TASK INSTRUCTIONS: In the entries below, every line with the string "cast" is to be reported.

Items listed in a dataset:
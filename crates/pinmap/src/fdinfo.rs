//! Map metadata from `/proc/self/fdinfo/<fd>`.
//!
//! For a BPF map descriptor the kernel appends `tag:\tvalue` lines such as:
//!
//! ```text
//! map_type:	1
//! key_size:	4
//! value_size:	8
//! max_entries:	1024
//! map_flags:	0x0
//! ```
//!
//! `map_type`, `key_size` and `value_size` are required. `max_entries` and
//! `map_flags` are informational: a value that does not parse leaves the
//! field at 0. Other lines are ignored.

use crate::{MapError, MapInfo, Result};

/// Parse the map metadata lines of an fdinfo file.
pub fn parse_map_info(text: &str) -> Result<MapInfo> {
    let mut map_type = None;
    let mut key_size = None;
    let mut value_size = None;
    let mut max_entries = 0;
    let mut map_flags = 0;

    for line in text.lines() {
        let Some((tag, value)) = line.split_once(':') else {
            continue;
        };
        let slot = match tag.trim() {
            "map_type" => &mut map_type,
            "key_size" => &mut key_size,
            "value_size" => &mut value_size,
            "max_entries" => {
                max_entries = parse_number(tag, value).unwrap_or_default();
                continue;
            }
            "map_flags" => {
                map_flags = parse_number(tag, value).unwrap_or_default();
                continue;
            }
            _ => continue,
        };
        *slot = Some(parse_number(tag, value)?);
    }

    let require = |field: Option<u32>, name: &str| {
        field.ok_or_else(|| MapError::Metadata(format!("fdinfo has no {name} line")))
    };

    Ok(MapInfo {
        map_type: require(map_type, "map_type")?,
        key_size: require(key_size, "key_size")?,
        value_size: require(value_size, "value_size")?,
        max_entries,
        map_flags,
    })
}

/// Decimal, or hex with a `0x` prefix (`map_flags` is printed in hex).
fn parse_number(tag: &str, value: &str) -> Result<u32> {
    let value = value.trim();
    let parsed = match value.strip_prefix("0x") {
        Some(hex) => u32::from_str_radix(hex, 16),
        None => value.parse(),
    };
    parsed.map_err(|e| MapError::Metadata(format!("invalid {tag} value {value:?}: {e}")))
}
//! Linux backend: `bpf(2)` through `libc::syscall`.
//!
//! Map metadata comes from `BPF_OBJ_GET_INFO_BY_FD`, which describes the
//! descriptor itself. When the kernel refuses the query (seccomp filters,
//! kernels without it) the calling process's own fdinfo under
//! `<procfs>/self` is parsed instead. A pid-keyed procfs path is never
//! used: inside another pid namespace it names someone else's descriptor.

use std::ffi::CStr;
use std::fs;
use std::io;
use std::os::unix::io::RawFd;

use libc::{c_long, c_uint, c_void};
use tracing::debug;

use super::attr::{
    AsBytes, BPF_F_RDONLY, BPF_MAP_LOOKUP_ELEM, BPF_OBJ_GET, BPF_OBJ_GET_INFO_BY_FD, BpfMapInfo,
    InfoByFdAttr, MapElemAttr, ObjGetAttr,
};
use super::{BpfSyscalls, MapInfo};
use crate::{HostPaths, MapError, Result, cpu, fdinfo};

/// Kernel backend using the `bpf(2)` system call.
#[derive(Debug, Clone, Default)]
pub struct LinuxBpf {
    paths: HostPaths,
}

impl LinuxBpf {
    /// Backend using the standard procfs and sysfs locations.
    pub fn new() -> Self {
        Self::default()
    }

    /// Backend reading metadata from non-standard locations.
    pub const fn with_paths(paths: HostPaths) -> Self {
        Self { paths }
    }

    /// Host paths in use.
    pub const fn paths(&self) -> &HostPaths {
        &self.paths
    }

    fn obj_get_info(&self, fd: RawFd) -> Result<MapInfo> {
        let mut info = BpfMapInfo::default();
        let mut attr = InfoByFdAttr::map_info(fd, &mut info);
        bpf(BPF_OBJ_GET_INFO_BY_FD, &mut attr).map_err(|source| MapError::Syscall {
            op: "BPF_OBJ_GET_INFO_BY_FD",
            source,
        })?;
        Ok(MapInfo {
            map_type: info.map_type,
            key_size: info.key_size,
            value_size: info.value_size,
            max_entries: info.max_entries,
            map_flags: info.map_flags,
        })
    }
}

/// Issue one bpf(2) command.
///
/// Returns the non-negative syscall result.
#[allow(unsafe_code)]
fn bpf<A: AsBytes>(cmd: u32, attr: &mut A) -> io::Result<c_long> {
    let size = attr.as_bytes().len() as c_uint;
    // SAFETY: `attr` is a repr(C) record matching the kernel layout for
    // `cmd`, and every pointer it carries refers to memory the caller keeps
    // alive for the duration of the call.
    let ret = unsafe {
        libc::syscall(
            libc::SYS_bpf,
            cmd as c_long,
            std::ptr::from_mut(attr).cast::<c_void>(),
            size,
        )
    };
    if ret < 0 {
        return Err(io::Error::last_os_error());
    }
    Ok(ret)
}

impl BpfSyscalls for LinuxBpf {
    fn obj_get(&self, path: &CStr) -> io::Result<RawFd> {
        let mut attr = ObjGetAttr::new(path, BPF_F_RDONLY);
        let fd = bpf(BPF_OBJ_GET, &mut attr)?;
        RawFd::try_from(fd).map_err(|_| io::Error::from_raw_os_error(libc::EBADF))
    }

    fn map_info(&self, fd: RawFd) -> Result<MapInfo> {
        let kernel_err = match self.obj_get_info(fd) {
            Ok(info) => return Ok(info),
            Err(e) => e,
        };

        let path = self.paths.fdinfo_path(fd);
        debug!(
            fd,
            error = %kernel_err,
            path = %path.display(),
            "map info query failed, falling back to fdinfo"
        );
        match fs::read_to_string(&path) {
            Ok(text) => fdinfo::parse_map_info(&text),
            Err(e) => {
                debug!(path = %path.display(), error = %e, "fdinfo unreadable");
                Err(kernel_err)
            }
        }
    }

    fn possible_cpus(&self) -> Result<u32> {
        cpu::read_possible(&self.paths.cpu_possible)
    }

    #[allow(unsafe_code)]
    unsafe fn map_lookup_elem(&self, fd: RawFd, key: &[u8], value: &mut [u8]) -> io::Result<()> {
        let mut attr = MapElemAttr::lookup(fd, key, value);
        bpf(BPF_MAP_LOOKUP_ELEM, &mut attr).map(|_| ())
    }

    #[allow(unsafe_code)]
    fn close(&self, fd: RawFd) {
        // SAFETY: `fd` came from `obj_get` and is closed exactly once by
        // its owner.
        if unsafe { libc::close(fd) } == -1 {
            debug!(fd, error = %io::Error::last_os_error(), "close failed");
        }
    }
}
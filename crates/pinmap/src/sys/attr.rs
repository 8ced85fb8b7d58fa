//! `bpf_attr` command records.
//!
//! `union bpf_attr` in `<linux/bpf.h>` holds one anonymous struct per
//! command. The kernel reads `size` bytes of it and requires every byte
//! past the fields a command uses to be zero, so each record here is the
//! command's struct alone with explicit padding, passed with its own size.
//!
//! | Command | Offset | Size | Field |
//! |---------|--------|------|-------|
//! | `BPF_OBJ_GET` (7) | 0x00 | 8 | `pathname` (pointer) |
//! | | 0x08 | 4 | `bpf_fd` (0) |
//! | | 0x0C | 4 | `file_flags` |
//! | | 0x10 | 4 | `path_fd` (0) |
//! | | 0x14 | 4 | padding |
//! | `BPF_MAP_LOOKUP_ELEM` (1) | 0x00 | 4 | `map_fd` |
//! | | 0x04 | 4 | padding |
//! | | 0x08 | 8 | `key` (pointer) |
//! | | 0x10 | 8 | `value` (pointer) |
//! | | 0x18 | 8 | `flags` |
//! | `BPF_OBJ_GET_INFO_BY_FD` (15) | 0x00 | 4 | `bpf_fd` |
//! | | 0x04 | 4 | `info_len` |
//! | | 0x08 | 8 | `info` (pointer) |

use std::ffi::CStr;
use std::os::unix::io::RawFd;

/// `BPF_MAP_LOOKUP_ELEM`
pub const BPF_MAP_LOOKUP_ELEM: u32 = 1;

/// `BPF_OBJ_GET`
pub const BPF_OBJ_GET: u32 = 7;

/// `BPF_OBJ_GET_INFO_BY_FD`
pub const BPF_OBJ_GET_INFO_BY_FD: u32 = 15;

/// `BPF_F_RDONLY`: request a read-only descriptor.
pub const BPF_F_RDONLY: u32 = 1 << 3;

/// Record for `BPF_OBJ_GET`.
#[derive(Debug, Clone, Copy, Default)]
#[repr(C, align(8))]
pub struct ObjGetAttr {
    /// Pointer to a NUL-terminated path.
    pub pathname: u64,
    /// Must be zero for `BPF_OBJ_GET`.
    pub bpf_fd: u32,
    /// `BPF_F_RDONLY` / `BPF_F_WRONLY`.
    pub file_flags: u32,
    /// Directory fd for relative paths; unused.
    pub path_fd: i32,
    _pad: u32,
}

impl ObjGetAttr {
    /// Record for opening `path` with `file_flags`.
    ///
    /// The record borrows `path` by address; `path` must outlive the
    /// syscall.
    pub fn new(path: &CStr, file_flags: u32) -> Self {
        Self {
            pathname: path.as_ptr() as usize as u64,
            file_flags,
            ..Self::default()
        }
    }
}

/// Record for `BPF_MAP_LOOKUP_ELEM`.
#[derive(Debug, Clone, Copy, Default)]
#[repr(C, align(8))]
pub struct MapElemAttr {
    /// Map descriptor.
    pub map_fd: u32,
    _pad: u32,
    /// Pointer to the key.
    pub key: u64,
    /// Pointer to the output value buffer.
    pub value: u64,
    /// Lookup flags (`BPF_F_LOCK`); zero here.
    pub flags: u64,
}

impl MapElemAttr {
    /// Record for looking up `key` in `fd`, writing into `value`.
    pub fn lookup(fd: RawFd, key: &[u8], value: &mut [u8]) -> Self {
        Self {
            map_fd: fd as u32,
            key: key.as_ptr() as usize as u64,
            value: value.as_mut_ptr() as usize as u64,
            ..Self::default()
        }
    }
}

/// Record for `BPF_OBJ_GET_INFO_BY_FD`.
#[derive(Debug, Clone, Copy, Default)]
#[repr(C, align(8))]
pub struct InfoByFdAttr {
    /// Object descriptor.
    pub bpf_fd: u32,
    /// Size of the buffer at `info`.
    pub info_len: u32,
    /// Pointer to the info buffer.
    pub info: u64,
}

impl InfoByFdAttr {
    /// Record asking the kernel to fill `info` for `fd`.
    pub fn map_info(fd: RawFd, info: &mut BpfMapInfo) -> Self {
        Self {
            bpf_fd: fd as u32,
            info_len: size_of::<BpfMapInfo>() as u32,
            info: std::ptr::from_mut(info) as usize as u64,
        }
    }
}

/// Leading fields of `struct bpf_map_info`.
///
/// The kernel copies `min(info_len, sizeof(struct bpf_map_info))` bytes
/// back, so a prefix is enough.
#[derive(Debug, Clone, Copy, Default, PartialEq, Eq)]
#[repr(C, align(8))]
pub struct BpfMapInfo {
    /// `bpf_map_type`
    pub map_type: u32,
    /// Kernel map id
    pub id: u32,
    /// Key size in bytes
    pub key_size: u32,
    /// Value size in bytes
    pub value_size: u32,
    /// Capacity
    pub max_entries: u32,
    /// Creation flags
    pub map_flags: u32,
    /// NUL-padded map name
    pub name: [u8; 16],
}

/// View a padding-free `repr(C)` record as the bytes the kernel reads.
pub trait AsBytes: Copy {
    /// Raw bytes of the record.
    fn as_bytes(&self) -> &[u8];
}

macro_rules! impl_as_bytes {
    ($($ty:ty),*) => {
        $(
            impl AsBytes for $ty {
                #[allow(unsafe_code)]
                fn as_bytes(&self) -> &[u8] {
                    // SAFETY: the record is repr(C) with explicit padding
                    // fields, so every byte is initialized.
                    unsafe {
                        std::slice::from_raw_parts(
                            std::ptr::from_ref(self).cast::<u8>(),
                            size_of::<Self>(),
                        )
                    }
                }
            }
        )*
    };
}

impl_as_bytes!(ObjGetAttr, MapElemAttr, InfoByFdAttr, BpfMapInfo);

#[cfg(test)]
#[allow(clippy::expect_used)]
mod tests {
    use super::*;
    use std::mem::offset_of;

    #[test]
    fn test_obj_get_layout() {
        assert_eq!(size_of::<ObjGetAttr>(), 24);
        assert_eq!(offset_of!(ObjGetAttr, pathname), 0x00);
        assert_eq!(offset_of!(ObjGetAttr, bpf_fd), 0x08);
        assert_eq!(offset_of!(ObjGetAttr, file_flags), 0x0C);
        assert_eq!(offset_of!(ObjGetAttr, path_fd), 0x10);
    }

    #[test]
    fn test_map_elem_layout() {
        assert_eq!(size_of::<MapElemAttr>(), 32);
        assert_eq!(offset_of!(MapElemAttr, map_fd), 0x00);
        assert_eq!(offset_of!(MapElemAttr, key), 0x08);
        assert_eq!(offset_of!(MapElemAttr, value), 0x10);
        assert_eq!(offset_of!(MapElemAttr, flags), 0x18);
    }

    #[test]
    fn test_info_by_fd_layout() {
        assert_eq!(size_of::<InfoByFdAttr>(), 16);
        assert_eq!(offset_of!(InfoByFdAttr, bpf_fd), 0x00);
        assert_eq!(offset_of!(InfoByFdAttr, info_len), 0x04);
        assert_eq!(offset_of!(InfoByFdAttr, info), 0x08);
    }

    #[test]
    fn test_bpf_map_info_layout() {
        assert_eq!(size_of::<BpfMapInfo>(), 40);
        assert_eq!(offset_of!(BpfMapInfo, map_type), 0x00);
        assert_eq!(offset_of!(BpfMapInfo, key_size), 0x08);
        assert_eq!(offset_of!(BpfMapInfo, value_size), 0x0C);
        assert_eq!(offset_of!(BpfMapInfo, max_entries), 0x10);
        assert_eq!(offset_of!(BpfMapInfo, name), 0x18);
    }

    #[test]
    fn test_obj_get_bytes() {
        let path = c"/sys/fs/bpf/test";
        let attr = ObjGetAttr::new(path, BPF_F_RDONLY);
        let bytes = attr.as_bytes();

        let ptr = path.as_ptr() as usize as u64;
        assert_eq!(&bytes[0..8], &ptr.to_ne_bytes());
        assert_eq!(&bytes[8..12], &[0, 0, 0, 0]);
        assert_eq!(&bytes[12..16], &BPF_F_RDONLY.to_ne_bytes());
        assert!(bytes[16..24].iter().all(|b| *b == 0));
    }

    #[test]
    fn test_lookup_bytes() {
        let key = [1u8, 0, 0, 0];
        let mut value = [0u8; 8];
        let attr = MapElemAttr::lookup(5, &key, &mut value);
        let bytes = attr.as_bytes();

        assert_eq!(&bytes[0..4], &5u32.to_ne_bytes());
        assert_eq!(&bytes[4..8], &[0, 0, 0, 0]);
        assert_eq!(&bytes[8..16], &(key.as_ptr() as usize as u64).to_ne_bytes());
        assert_eq!(
            &bytes[16..24],
            &(value.as_ptr() as usize as u64).to_ne_bytes()
        );
        assert_eq!(&bytes[24..32], &[0u8; 8]);
    }

    #[test]
    fn test_info_by_fd_bytes() {
        let mut info = BpfMapInfo::default();
        let attr = InfoByFdAttr::map_info(9, &mut info);
        let bytes = attr.as_bytes();

        assert_eq!(&bytes[0..4], &9u32.to_ne_bytes());
        assert_eq!(&bytes[4..8], &40u32.to_ne_bytes());
        assert_eq!(
            &bytes[8..16],
            &(std::ptr::from_ref(&info) as usize as u64).to_ne_bytes()
        );
    }
}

ANSWER SPACE:
            std::ptr::from_mut(attr).cast::<c_void>(),
                            std::ptr::from_ref(self).cast::<u8>(),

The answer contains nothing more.